*** Begin section ***

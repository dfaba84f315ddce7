use crate::config::Config;
use crate::error::Error;

use blindvote::{Election, FulfilledSignatureRequest};
use chrono::SecondsFormat;
use log::error;
use rocket::fairing::{self, AdHoc};
use rocket::{Build, Rocket};
use sqlx::sqlite::{SqliteConnectOptions, SqlitePoolOptions};
use sqlx::Row;
use std::str::FromStr;
use std::time::Duration;

pub type Db = sqlx::SqlitePool;

async fn init_db(rocket: Rocket<Build>) -> fairing::Result {
    let config = rocket
        .state::<Config>()
        .expect("config fairing is attached first");

    let opts = match SqliteConnectOptions::from_str(&config.database.url) {
        Ok(opts) => opts.create_if_missing(true),
        Err(e) => {
            error!("Bad database url: {}", e);
            return Err(rocket);
        }
    };

    let mut pool_opts = SqlitePoolOptions::new()
        .max_lifetime(Duration::from_secs(config.database.conn_max_lifetime));
    if config.database.max_idle_connections >= 0 {
        pool_opts = pool_opts.max_connections(config.database.max_idle_connections as u32);
    }

    let db = match pool_opts.connect_with(opts).await {
        Ok(db) => db,
        Err(e) => {
            error!("Failed to connect to SQLx database: {}", e);
            return Err(rocket);
        }
    };

    if let Err(e) = sqlx::migrate!("./migrations").run(&db).await {
        error!("Failed to initialize SQLx database: {}", e);
        return Err(rocket);
    }

    Ok(rocket.manage(db))
}

pub fn stage() -> AdHoc {
    AdHoc::on_ignite("SQLx Stage", |rocket| async {
        rocket.attach(AdHoc::try_on_ignite("SQLx Database", init_db))
    })
}

/// Persist a validated election. The stored tags column is the
/// deduplicated last-writer-wins view.
pub async fn save_election(db: &Db, election: &Election) -> Result<(), Error> {
    let tags = match &election.tagset {
        Some(tagset) => {
            let mut lines: Vec<String> = tagset
                .map()
                .into_iter()
                .map(|(k, v)| format!("{}={}", k, v))
                .collect();
            lines.sort();
            lines.join("\n")
        }
        None => String::new(),
    };

    let result = sqlx::query(
        "INSERT INTO elections (election_id, election, startdate, enddate, tags) \
         VALUES (?, ?, ?, ?, ?)",
    )
    .bind(&election.election_id)
    .bind(election.to_string())
    .bind(election.start.to_rfc3339_opts(SecondsFormat::Secs, true))
    .bind(election.end.to_rfc3339_opts(SecondsFormat::Secs, true))
    .bind(tags)
    .execute(db)
    .await;

    match result {
        Ok(_) => Ok(()),
        Err(e) if is_unique_violation(&e) => Err(Error::ElectionExists),
        Err(e) => Err(e.into()),
    }
}

pub async fn get_election(db: &Db, election_id: &str) -> Result<Option<String>, Error> {
    let row = sqlx::query("SELECT election FROM elections WHERE election_id = ?")
        .bind(election_id)
        .fetch_optional(db)
        .await?;
    Ok(row.map(|r| r.get(0)))
}

pub async fn all_elections(db: &Db) -> Result<Vec<String>, Error> {
    let rows = sqlx::query("SELECT election FROM elections ORDER BY election_id")
        .fetch_all(db)
        .await?;
    Ok(rows.into_iter().map(|r| r.get(0)).collect())
}

pub async fn election_exists(db: &Db, election_id: &str) -> Result<bool, Error> {
    let row = sqlx::query("SELECT 1 FROM elections WHERE election_id = ?")
        .bind(election_id)
        .fetch_optional(db)
        .await?;
    Ok(row.is_some())
}

/// Record a fulfilled signature request. The unique index on
/// `(election_id, request_id)` makes this a try-insert-once: a concurrent
/// duplicate loses the race inside the database, never in application
/// code, so there is no check-then-write gap.
pub async fn try_insert_fulfilled(
    db: &Db,
    fulfilled: &FulfilledSignatureRequest,
) -> Result<(), Error> {
    let request = &fulfilled.request;
    let voter_signature = match &request.signature {
        Some(sig) => sig.to_string(),
        None => String::new(),
    };

    let result = sqlx::query(
        "INSERT INTO signature_requests \
         (election_id, request_id, public_key, blind_ballot, voter_signature, ballot_signature) \
         VALUES (?, ?, ?, ?, ?, ?)",
    )
    .bind(&request.election_id)
    .bind(hex::encode(&request.request_id))
    .bind(request.public_key.to_string())
    .bind(request.blind_ballot.to_string())
    .bind(voter_signature)
    .bind(fulfilled.ballot_signature.to_string())
    .execute(db)
    .await;

    match result {
        Ok(_) => Ok(()),
        Err(e) if is_unique_violation(&e) => Err(Error::AlreadyFulfilled),
        Err(e) => Err(e.into()),
    }
}

#[cfg(test)]
pub async fn count_fulfilled(db: &Db, election_id: &str) -> Result<i64, Error> {
    let row = sqlx::query("SELECT COUNT(*) FROM signature_requests WHERE election_id = ?")
        .bind(election_id)
        .fetch_one(db)
        .await?;
    Ok(row.get(0))
}

fn is_unique_violation(e: &sqlx::Error) -> bool {
    match e {
        sqlx::Error::Database(db_err) => {
            matches!(db_err.kind(), sqlx::error::ErrorKind::UniqueViolation)
        }
        _ => false,
    }
}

*** End section ***

WORK INSTRUCTIONS =
Among the records above, find the lines where the word "SqliteConnectOptions" appears and copy them.

REPLY TO THE EXERCISE =
use sqlx::sqlite::{SqliteConnectOptions, SqlitePoolOptions};
    let opts = match SqliteConnectOptions::from_str(&config.database.url) {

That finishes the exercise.